As noted above, there are certain things that traditional Medicaid cannot pay for (like room and board), but states have the flexibility to design waivers that include supports that encompass a broad range of services related to housing transition and sustainability. States have the ability to use 1115 waivers to extend coverage to additional populations, and to coordinate a variety of medical, behavioral and social services.42 As of July 2018, there are 16 approved delivery system reform waivers and 21 approved behavioral health waivers.43 

Delivery System Reform Incentive Payment (DSRIP) waivers, part of the broader 1115 wavier program, link provider funding to performance metrics. Under DSRIP, states can use waivers to change the way healthcare is delivered in inpatient and outpatient settings, as long as providers and states meet benchmarks. DSRIP waivers are being used to improve coordination among medical health, behavioral health and social service providers.44 Some states have concluded their DSRIP programs (California), whereas others will continue through 2021 (Washington). CMS has emphasized that DSRIP funds are a one-time, time-limited investment that states will need to sustain using other reform initiatives.45 

Through Section 1915 waivers states can target individuals who need long-term services and supports and home and community-based services. For example, 1915c home and community-based services (HCBS) waivers are used to provide services to people who want to receive long-term care in their homes and communities, instead of in an institutional setting. States seeking to use a 1915c HCBS waiver must meet certain requirements like demonstrating that services are cost neutral and issuing reasonable provider standards to address the needs of the target population.46 Section 1915k, or community first choice waivers, also allow eligible Medicaid beneficiaries to receive home and community based services. With this option, states receive a 6 percent increase in federal matching funds. Unlike 1915c waivers, 1915k waivers have no target groups and are meant to provide integrated services without regard to an individual’s age or disability status.47 (See Oregon and New York case study boxes.)
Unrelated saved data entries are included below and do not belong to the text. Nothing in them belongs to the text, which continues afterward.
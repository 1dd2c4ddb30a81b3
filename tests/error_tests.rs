// SPDX-License-Identifier: MIT
// Copyright 2026 Roland Dreier <roland@rolandd.dev>

use axum::http::StatusCode;
use axum::response::IntoResponse;
use hoctuthien::error::AppError;

async fn respond(err: AppError) -> (StatusCode, serde_json::Value) {
    let response = err.into_response();
    let status = response.status();
    let bytes = axum::body::to_bytes(response.into_body(), usize::MAX)
        .await
        .unwrap();
    (status, serde_json::from_slice(&bytes).unwrap())
}

#[tokio::test]
async fn test_error_status_codes() {
    let cases = [
        (AppError::ActivationRequired, StatusCode::FORBIDDEN),
        (AppError::DebtBlocked(2), StatusCode::CONFLICT),
        (AppError::SlotUnavailable, StatusCode::CONFLICT),
        (AppError::SlotInUse, StatusCode::CONFLICT),
        (AppError::InvalidRange("x".to_string()), StatusCode::BAD_REQUEST),
        (AppError::CannotCancelPaid, StatusCode::CONFLICT),
        (AppError::SessionStarted, StatusCode::CONFLICT),
        (AppError::AlreadyCancelled, StatusCode::CONFLICT),
        (AppError::Unauthorized, StatusCode::UNAUTHORIZED),
        (AppError::Forbidden("x".to_string()), StatusCode::FORBIDDEN),
        (AppError::NotFound("x".to_string()), StatusCode::NOT_FOUND),
        (AppError::BadRequest("x".to_string()), StatusCode::BAD_REQUEST),
        (AppError::Database("x".to_string()), StatusCode::INTERNAL_SERVER_ERROR),
    ];

    for (err, expected) in cases {
        let code = err.code();
        let (status, body) = respond(err).await;
        assert_eq!(status, expected, "{}", code);
        assert_eq!(body["error"], code);
    }
}

#[tokio::test]
async fn test_debt_blocked_reports_count() {
    let (_, body) = respond(AppError::DebtBlocked(3)).await;
    assert_eq!(body["error"], "debt_blocked");
    assert!(body["details"].as_str().unwrap().contains('3'));
}

#[tokio::test]
async fn test_internal_errors_hide_details() {
    let (status, body) = respond(AppError::Database("connection string leaked".to_string())).await;
    assert_eq!(status, StatusCode::INTERNAL_SERVER_ERROR);
    assert!(body.get("details").is_none());

    let (status, body) = respond(AppError::from(anyhow::anyhow!("secret"))).await;
    assert_eq!(status, StatusCode::INTERNAL_SERVER_ERROR);
    assert_eq!(body["error"], "internal_error");
    assert!(body.get("details").is_none());
}

#[derive(validator::Validate)]
struct Named {
    #[validate(length(min = 1))]
    name: String,
}

#[test]
fn test_validation_errors_are_bad_requests() {
    use validator::Validate;

    let errors = Named {
        name: String::new(),
    }
    .validate()
    .unwrap_err();

    let err = AppError::from(errors);
    assert!(matches!(err, AppError::BadRequest(_)));
    assert_eq!(err.code(), "bad_request");
}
Blended and Braided Financing 

Many states have used Medicaid waivers to blend or braid funding from local agencies to coordinate social and medical care. Blended and braided financing allow organizations to pool funds that can be used to pay for a variety of services, like Medicaid funding for medical care and patient support, rent subsidies from state housing departments and more. 

Through braided financing, several funding streams are combined to pay for related services. This model supports multi-stakeholder financing and keeps the funds in different streams so they can be tracked easily at the administrative level. In order to ensure each funding stream is being used to pay for eligible activities, regular reporting is required. 
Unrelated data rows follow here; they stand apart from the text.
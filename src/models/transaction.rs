//! Bank transaction as reported by the external feed.

use serde::{Deserialize, Serialize};

/// A transfer into a charity account. Read-only to the engine.
#[derive(Debug, Clone, PartialEq, Eq, Serialize, Deserialize)]
pub struct Transaction {
    pub id: String,
    /// Local time as reported by the bank, no timezone ("2025-11-27T18:59:00")
    pub transaction_time: String,
    /// Amount in VND
    pub amount: u64,
    /// Free-text narrative typed by the payer
    pub description: String,
    pub account_number: String,
}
Blended funding, on the other hand, receives money from multiple sources but combines it into a single funding pool or stream. This allows for minimal administrative oversight and maximum flexibility.54 

As an example, through braided funding, Steve, a homeless patient with addiction issues suffering from a chronic medical condition, is able to receive medical care, rent subsidies and substance abuse prevention services from Medicaid, the Housing Department and community programs through a coordinating agency. The separate funding streams pay for services they are authorized to pay for, but the patient does not have to deal with the headache of coordinating the back-and-forth from provider to counselor to provider. Through blended funding, various payers would pool funds that are used to pay for services that patients like Steve need, without having to worry about attributing costs to certain funding streams.55 (See Blending and Braiding case study boxes.)



Federal Grants

To encourage new models of coordination across social and health sectors, the federal government periodically provides limited duration grant funding.
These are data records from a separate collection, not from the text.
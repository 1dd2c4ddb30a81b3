// SPDX-License-Identifier: MIT
// Copyright 2026 Roland Dreier <roland@rolandd.dev>

//! Application error types with consistent API responses.

use axum::{
    http::StatusCode,
    response::{IntoResponse, Response},
    Json,
};
use serde::Serialize;

/// Application error type that converts to HTTP responses.
///
/// Every variant is per-call and recoverable: mutating operations that
/// return one of these leave the ledger unchanged.
#[derive(Debug, thiserror::Error)]
pub enum AppError {
    #[error("Account activation required")]
    ActivationRequired,

    #[error("Outstanding unpaid finished bookings: {0}")]
    DebtBlocked(usize),

    #[error("Slot is not available for booking")]
    SlotUnavailable,

    #[error("Slot is booked and cannot be deleted")]
    SlotInUse,

    #[error("Invalid time range: {0}")]
    InvalidRange(String),

    #[error("Paid bookings cannot be cancelled")]
    CannotCancelPaid,

    #[error("Session has already started")]
    SessionStarted,

    #[error("Booking is cancelled")]
    AlreadyCancelled,

    #[error("Identity header required")]
    Unauthorized,

    #[error("Not allowed: {0}")]
    Forbidden(String),

    #[error("Resource not found: {0}")]
    NotFound(String),

    #[error("Invalid request: {0}")]
    BadRequest(String),

    #[error("Database error: {0}")]
    Database(String),

    #[error("Internal server error: {0}")]
    Internal(#[from] anyhow::Error),
}

impl AppError {
    /// Stable machine-readable code, also used as the `error` field in responses.
    pub fn code(&self) -> &'static str {
        match self {
            AppError::ActivationRequired => "activation_required",
            AppError::DebtBlocked(_) => "debt_blocked",
            AppError::SlotUnavailable => "slot_unavailable",
            AppError::SlotInUse => "slot_in_use",
            AppError::InvalidRange(_) => "invalid_range",
            AppError::CannotCancelPaid => "cannot_cancel_paid",
            AppError::SessionStarted => "session_started",
            AppError::AlreadyCancelled => "already_cancelled",
            AppError::Unauthorized => "unauthorized",
            AppError::Forbidden(_) => "forbidden",
            AppError::NotFound(_) => "not_found",
            AppError::BadRequest(_) => "bad_request",
            AppError::Database(_) => "database_error",
            AppError::Internal(_) => "internal_error",
        }
    }

    fn status(&self) -> StatusCode {
        match self {
            AppError::ActivationRequired | AppError::Forbidden(_) => StatusCode::FORBIDDEN,
            AppError::DebtBlocked(_)
            | AppError::SlotUnavailable
            | AppError::SlotInUse
            | AppError::CannotCancelPaid
            | AppError::SessionStarted
            | AppError::AlreadyCancelled => StatusCode::CONFLICT,
            AppError::InvalidRange(_) | AppError::BadRequest(_) => StatusCode::BAD_REQUEST,
            AppError::Unauthorized => StatusCode::UNAUTHORIZED,
            AppError::NotFound(_) => StatusCode::NOT_FOUND,
            AppError::Database(_) | AppError::Internal(_) => StatusCode::INTERNAL_SERVER_ERROR,
        }
    }
}

/// JSON error response body
#[derive(Serialize)]
struct ErrorResponse {
    error: String,
    #[serde(skip_serializing_if = "Option::is_none")]
    details: Option<String>,
}

impl IntoResponse for AppError {
    fn into_response(self) -> Response {
        let details = match &self {
            AppError::Database(msg) => {
                tracing::error!(error = %msg, "Database error");
                None
            }
            AppError::Internal(err) => {
                tracing::error!(error = %err, "Internal server error");
                None
            }
            AppError::Unauthorized => None,
            other => Some(other.to_string()),
        };

        let body = ErrorResponse {
            error: self.code().to_string(),
            details,
        };

        (self.status(), Json(body)).into_response()
    }
}

impl From<validator::ValidationErrors> for AppError {
    fn from(errors: validator::ValidationErrors) -> Self {
        AppError::BadRequest(errors.to_string())
    }
}

/// Result type alias for handlers and services
pub type Result<T> = std::result::Result<T, AppError>;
Centers for Medicare and Medicaid Innovation

While no grants are currently available, it is worth noting the federal Centers for Medicare and Medicaid Innovation (CMMI) recently awarded time limited grants to fund pilot program integration projects to test new payment and service delivery models.60 In 2012, CMMI awarded $1 billion in the first round of Health Care Innovation Awards to organizations focusing on meeting Triple Aim goals.61 Though no grants are currently available, CMS awarded 27 states and the District of Columbia second round awards starting in 2014.62 These awards used a pre-determined time period (generally short) to assess the model’s return on investment. (See CMMI case study box.)


Social Impact Partnerships to Pay for Results Act (SIPPRA)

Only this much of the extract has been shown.